DIRECTIONS |
When the word "static" shows up in a line of the data below, copy that whole line.

ENTRIES SUPPLIED |
* * * * *

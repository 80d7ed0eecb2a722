//! Form validation and input sanitization
//!
//! Shared by every admin and storefront form. Rules mirror the constraints the
//! API enforces on its DTOs so most invalid submissions never leave the browser.

use once_cell::sync::Lazy;
use regex::Regex;
use serde::{Deserialize, Serialize};
use std::collections::HashSet;
use std::fmt;

/// Default maximum length for free-text inputs
pub const DEFAULT_MAX_INPUT_LEN: usize = 255;

static PHONE_RE: Lazy<Regex> =
    Lazy::new(|| Regex::new(r"^[0-9+\-\s()]{7,}$").expect("valid phone regex"));
static MOBILE_RE: Lazy<Regex> = Lazy::new(|| Regex::new(r"^[0-9]{10}$").expect("valid mobile regex"));
static COUNTRY_CODE_RE: Lazy<Regex> =
    Lazy::new(|| Regex::new(r"^\+?[0-9]{1,3}$").expect("valid country code regex"));
static URL_RE: Lazy<Regex> =
    Lazy::new(|| Regex::new(r"^https?://[^\s/$.?#][^\s]*$").expect("valid url regex"));
static SLUG_SEPARATORS_RE: Lazy<Regex> =
    Lazy::new(|| Regex::new(r"[^a-z0-9]+").expect("valid slug regex"));

/// A single failed rule on a form field
#[derive(Debug, Clone, PartialEq, Eq, Serialize, Deserialize)]
pub struct ValidationError {
    pub field: String,
    pub message: String,
}

/// All failures found on one form submission
#[derive(Debug, Clone, Default, PartialEq, Eq, Serialize, Deserialize)]
pub struct ValidationErrors {
    pub errors: Vec<ValidationError>,
}

impl ValidationErrors {
    pub fn new() -> Self {
        Self::default()
    }

    pub fn add(&mut self, field: &str, message: impl Into<String>) {
        self.errors.push(ValidationError {
            field: field.to_string(),
            message: message.into(),
        });
    }

    pub fn is_empty(&self) -> bool {
        self.errors.is_empty()
    }

    /// First message reported for `field`, if any
    pub fn for_field(&self, field: &str) -> Option<&str> {
        self.errors
            .iter()
            .find(|e| e.field == field)
            .map(|e| e.message.as_str())
    }

    /// Consume the collector: `Ok(())` when no rule failed
    pub fn into_result(self) -> Result<(), ValidationErrors> {
        if self.is_empty() {
            Ok(())
        } else {
            Err(self)
        }
    }

    /// Required + length bounds on a trimmed value
    pub fn check_length(&mut self, field: &str, label: &str, value: &str, min: usize, max: usize) {
        let len = value.trim().chars().count();
        if len == 0 && min > 0 {
            self.add(field, format!("{label} is required"));
        } else if len < min || len > max {
            self.add(
                field,
                format!("{label} must be between {min} and {max} characters"),
            );
        }
    }

    /// Upper bound only; empty is accepted
    pub fn check_max(&mut self, field: &str, label: &str, value: &str, max: usize) {
        if value.trim().chars().count() > max {
            self.add(field, format!("{label} cannot exceed {max} characters"));
        }
    }
}

impl fmt::Display for ValidationErrors {
    fn fmt(&self, f: &mut fmt::Formatter<'_>) -> fmt::Result {
        let messages: Vec<&str> = self.errors.iter().map(|e| e.message.as_str()).collect();
        write!(f, "{}", messages.join("; "))
    }
}

impl std::error::Error for ValidationErrors {}

/// Trim whitespace and cap the length (in characters, not bytes)
pub fn sanitize_input(input: &str, max_len: usize) -> String {
    input.trim().chars().take(max_len).collect()
}

/// Inline markup a product description may carry (formulas need sub/sup)
const DESCRIPTION_TAGS: [&str; 10] = ["p", "br", "b", "strong", "i", "em", "sub", "sup", "ul", "li"];

/// Reduce rich text to the inline markup allowed in product descriptions
///
/// Scripts and styles are dropped with their content, event handler
/// attributes and unknown tags are removed, and stray text is entity-escaped.
pub fn sanitize_html(html: &str) -> String {
    if html.trim().is_empty() {
        return String::new();
    }
    ammonia::Builder::new()
        .tags(HashSet::from(DESCRIPTION_TAGS))
        .generic_attributes(HashSet::new())
        .clean(html)
        .to_string()
}

/// General phone format: digits, `+`, `-`, spaces and parentheses, at least 7
pub fn is_valid_phone_number(phone: &str) -> bool {
    PHONE_RE.is_match(phone)
}

/// Storefront contact form: exactly ten ASCII digits, no separators
pub fn is_valid_mobile_number(mobile: &str) -> bool {
    MOBILE_RE.is_match(mobile)
}

pub fn is_valid_country_code(code: &str) -> bool {
    COUNTRY_CODE_RE.is_match(code)
}

/// Absolute http(s) URL
pub fn is_valid_url(url: &str) -> bool {
    URL_RE.is_match(url.trim())
}

/// URL-friendly slug: lowercase ASCII alphanumerics separated by single hyphens
///
/// "Industrial  Chemicals & Co." -> "industrial-chemicals-co"
pub fn slugify(input: &str) -> String {
    let lower = input.trim().to_lowercase();
    SLUG_SEPARATORS_RE
        .replace_all(&lower, "-")
        .trim_matches('-')
        .to_string()
}

#[cfg(test)]
mod tests {
    use super::*;

    #[test]
    fn test_sanitize_input_trims_and_truncates() {
        assert_eq!(sanitize_input("  acid  ", 255), "acid");
        assert_eq!(sanitize_input("abcdef", 3), "abc");
        assert_eq!(sanitize_input("ééé", 2), "éé");
    }

    #[test]
    fn test_sanitize_html_keeps_formula_markup() {
        assert_eq!(
            sanitize_html(r#"H<sub>2</sub>O<script>alert(1)</script><b onclick="x()">pure</b>"#),
            "H<sub>2</sub>O<b>pure</b>"
        );
        assert_eq!(sanitize_html(r#"<img src="x" onerror="alert(1)">ok"#), "ok");
        assert_eq!(sanitize_html("   "), "");
    }

    #[test]
    fn test_phone_rules() {
        assert!(is_valid_phone_number("+91 98765-43210"));
        assert!(is_valid_phone_number("(022) 1234567"));
        assert!(!is_valid_phone_number("12345"));
        assert!(!is_valid_phone_number("98765abc10"));

        assert!(is_valid_mobile_number("9876543210"));
        assert!(!is_valid_mobile_number("987654321"));
        assert!(!is_valid_mobile_number("98765 43210"));
    }

    #[test]
    fn test_mobile_number_ascii_digits_only() {
        // Arabic-Indic and fullwidth digits are Unicode `\d` but not accepted
        assert!(!is_valid_mobile_number("١٢٣٤٥٦٧٨٩٠"));
        assert!(!is_valid_mobile_number("９８７６５４３２１０"));
        assert!(!is_valid_country_code("+٩١"));
    }

    #[test]
    fn test_country_code() {
        assert!(is_valid_country_code("+91"));
        assert!(is_valid_country_code("1"));
        assert!(!is_valid_country_code("+1234"));
        assert!(!is_valid_country_code(""));
    }

    #[test]
    fn test_url() {
        assert!(is_valid_url("https://cdn.example.com/img/1.png"));
        assert!(!is_valid_url("ftp://example.com"));
        assert!(!is_valid_url("not a url"));
    }

    #[test]
    fn test_slugify() {
        assert_eq!(slugify("Industrial  Chemicals & Co."), "industrial-chemicals-co");
        assert_eq!(slugify("  --Solvents--  "), "solvents");
        assert_eq!(slugify(""), "");
    }

    #[test]
    fn test_collector() {
        let mut errors = ValidationErrors::new();
        errors.check_length("title", "Title", "  ", 3, 255);
        errors.check_length("name", "Name", "a", 2, 100);
        errors.check_max("description", "Description", "short", 2000);
        assert_eq!(errors.for_field("title"), Some("Title is required"));
        assert_eq!(
            errors.for_field("name"),
            Some("Name must be between 2 and 100 characters")
        );
        assert!(errors.for_field("description").is_none());
        assert!(errors.into_result().is_err());
    }
}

* * * * *

EXERCISE OUTPUT |
static PHONE_RE: Lazy<Regex> =
static MOBILE_RE: Lazy<Regex> = Lazy::new(|| Regex::new(r"^[0-9]{10}$").expect("valid mobile regex"));
static COUNTRY_CODE_RE: Lazy<Regex> =
static URL_RE: Lazy<Regex> =
static SLUG_SEPARATORS_RE: Lazy<Regex> =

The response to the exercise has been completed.